Dopo il mercato interno statunitense, è l’Europa il punto focale su cui le compagnie tecnologiche stanno guardando con maggiore attenzione: durante il periodo giugno-settembre 2015 nel Vecchio Continente sono state acquisite compagnie o chiuse fusioni per 3,5 miliardi di dollari. Mentre in Asia, Canada e resto del mondo il valore non ha superato il miliardo e 200 mila dollari. La conferma di questa tendenza arriva dall’osservatorio trimestrale elaborato dalla società americana di consulenza Price Waterhouse Coopers e testimonia il costante interesse delle aziende Usa per il mercato tecnologico europeo tutt’altro che privo di occasioni e statico, come dimostra anche il prossimo matrimonio la finlandese Nokia e la francese AlcatelLucent.

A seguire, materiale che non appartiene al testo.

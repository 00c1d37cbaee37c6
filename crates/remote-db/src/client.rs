//! HTTP client for PostgREST-style endpoints
//!
//! Thin wrapper over `reqwest` that stamps the project key on every request,
//! builds `/rest/v1/...` URLs, and turns non-2xx responses into
//! `Error::Status` with the response body attached for diagnostics.

use common::Secret;
use serde::Serialize;
use serde::de::DeserializeOwned;
use tracing::debug;

use crate::error::{Error, Result};

/// A single query pair appended to a table URL.
///
/// PostgREST encodes filters as `column=op.value` and ordering as
/// `order=column.direction`.
#[derive(Debug, Clone, PartialEq, Eq)]
pub struct Filter {
    key: String,
    value: String,
}

impl Filter {
    /// `column=eq.value`
    pub fn eq(column: &str, value: impl std::fmt::Display) -> Self {
        Self {
            key: column.to_string(),
            value: format!("eq.{value}"),
        }
    }

    /// `order=column.desc`
    pub fn order_desc(column: &str) -> Self {
        Self {
            key: "order".to_string(),
            value: format!("{column}.desc"),
        }
    }

    /// `limit=n`
    pub fn limit(n: usize) -> Self {
        Self {
            key: "limit".to_string(),
            value: n.to_string(),
        }
    }
}

/// Remote database client.
///
/// Cheap to clone: `reqwest::Client` is reference counted internally.
#[derive(Debug, Clone)]
pub struct RemoteDb {
    client: reqwest::Client,
    base_url: String,
    api_key: Secret<String>,
}

impl RemoteDb {
    pub fn new(client: reqwest::Client, base_url: impl Into<String>, api_key: Secret<String>) -> Self {
        Self {
            client,
            base_url: base_url.into(),
            api_key,
        }
    }

    /// Call a stored function and decode its JSON result.
    ///
    /// Functions returning a scalar come back as a bare JSON value
    /// (`"text"`, `true`, `null`), so `T` is usually `Option<String>` or `bool`.
    pub async fn rpc<T: DeserializeOwned>(&self, function: &str, args: &serde_json::Value) -> Result<T> {
        let url = self.url(&format!("rpc/{function}"), &[])?;
        debug!(function, "remote rpc call");

        let response = self
            .authorized(self.client.post(url))
            .json(args)
            .send()
            .await
            .map_err(|e| Error::Http(format!("rpc {function} failed: {e}")))?;

        decode(check_status(response).await?).await
    }

    /// Select all columns of `table` matching `filters`.
    pub async fn select<T: DeserializeOwned>(&self, table: &str, filters: &[Filter]) -> Result<Vec<T>> {
        let mut pairs = vec![Filter {
            key: "select".to_string(),
            value: "*".to_string(),
        }];
        pairs.extend_from_slice(filters);
        let url = self.url(table, &pairs)?;
        debug!(table, filters = filters.len(), "remote select");

        let response = self
            .authorized(self.client.get(url))
            .send()
            .await
            .map_err(|e| Error::Http(format!("select from {table} failed: {e}")))?;

        decode(check_status(response).await?).await
    }

    /// Insert rows into `table`. The inserted rows are not returned.
    pub async fn insert<T: Serialize>(&self, table: &str, rows: &[T]) -> Result<()> {
        if rows.is_empty() {
            return Err(Error::InvalidRequest(format!("no rows to insert into {table}")));
        }
        let url = self.url(table, &[])?;
        debug!(table, rows = rows.len(), "remote insert");

        let response = self
            .authorized(self.client.post(url))
            .header("Prefer", "return=minimal")
            .json(rows)
            .send()
            .await
            .map_err(|e| Error::Http(format!("insert into {table} failed: {e}")))?;

        check_status(response).await?;
        Ok(())
    }

    /// Delete rows of `table` matching `filters`.
    ///
    /// An unfiltered delete is refused: PostgREST would wipe the table.
    pub async fn delete(&self, table: &str, filters: &[Filter]) -> Result<()> {
        if filters.is_empty() {
            return Err(Error::InvalidRequest(format!(
                "refusing unfiltered delete on {table}"
            )));
        }
        let url = self.url(table, filters)?;
        debug!(table, "remote delete");

        let response = self
            .authorized(self.client.delete(url))
            .header("Prefer", "return=minimal")
            .send()
            .await
            .map_err(|e| Error::Http(format!("delete from {table} failed: {e}")))?;

        check_status(response).await?;
        Ok(())
    }

    fn authorized(&self, builder: reqwest::RequestBuilder) -> reqwest::RequestBuilder {
        builder
            .header("apikey", self.api_key.expose().as_str())
            .bearer_auth(self.api_key.expose())
    }

    fn url(&self, path: &str, filters: &[Filter]) -> Result<reqwest::Url> {
        let raw = format!("{}/rest/v1/{path}", self.base_url.trim_end_matches('/'));
        let mut url = reqwest::Url::parse(&raw)
            .map_err(|e| Error::InvalidRequest(format!("invalid url {raw}: {e}")))?;
        if !filters.is_empty() {
            let mut pairs = url.query_pairs_mut();
            for filter in filters {
                pairs.append_pair(&filter.key, &filter.value);
            }
        }
        Ok(url)
    }
}

async fn check_status(response: reqwest::Response) -> Result<reqwest::Response> {
    let status = response.status();
    if status.is_success() {
        return Ok(response);
    }
    let body = response
        .text()
        .await
        .unwrap_or_else(|_| String::from("<no body>"));
    Err(Error::Status {
        status: status.as_u16(),
        body,
    })
}

async fn decode<T: DeserializeOwned>(response: reqwest::Response) -> Result<T> {
    let bytes = response
        .bytes()
        .await
        .map_err(|e| Error::Http(format!("reading response body: {e}")))?;
    // Void functions answer 204 with no body; treat that as JSON null
    let body: &[u8] = if bytes.iter().all(u8::is_ascii_whitespace) {
        b"null"
    } else {
        &bytes
    };
    serde_json::from_slice(body).map_err(|e| Error::Decode(e.to_string()))
}
//! Shared types for the lesson planner workspace
//!
//! Holds the pieces every crate needs but none owns: the redacting `Secret`
//! wrapper used for provider keys and database keys, and the configuration
//! error type returned while loading service settings.

mod error;
mod secret;

pub use error::{Error, Result};
pub use secret::Secret;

Del resto già la classifica stilata da Truffle con Idc, Cxp Group e Essec Business School aveva dimostrato il fermento del business tech in Europa: le prime 100 software house made in Europe hanno infatti visto i propri ricavi crescere del 2,7% nel 2014. Manca un colosso come Apple o Samsung, ma c’è comunque in atto una fase di concentrazione aziendale, visto che le prime 5 aziende europee per fatturato si dividono il 53% dell’intero mercato della tecnologia.

In generale nel terzo trimestre dell’anno le aziende degli Stati Uniti hanno chiuso 62 accordi di fusione e acquisizione nel settore tecnologico, per un valore complessivo di 25 miliardi e 100 milioni di dollari. Un dato che testimonia un aumento del 3% del volume economico, ma una riduzione del 5% del numero di deal chiusi. Il report Pwc segnala dunque un trend interessante: meno accordi, ma più corposi dal punto di vista economico.

Il valore medio registrato delle fusioni e delle acquisizione concluse dalle compagnie Usa si attesta sui 404 milioni di dollari, registrando un aumento di circa 105 milioni per ogni accordo. Sia in termine numerico che in termine di valore, a trainare le dinamiche M&A del settore tech è stato il comparto dei software, con il 41% degli accordi totali. Anche i semiconduttori registrano una buona performance, con un aumento dei deal del 36% rispetto allo stesso periodo dello scorso anno, ma i volumi economici restano modesti (1,5 miliardi di dollari). Si riducono invece gli accordi nei settori Internet, It Services Internet. L’aumento in termini di valore economico degli accordi chiusi dalle compagnie made in Usa è destinato a continuare fino alla fine dell’anno per esplodere ad inizio 2016. Entro febbraio del prossimo anno dovrebbe infatti concludersi l’acquisizione di Emc da parte di Dell, un affare da circa 67 miliardi di dollari.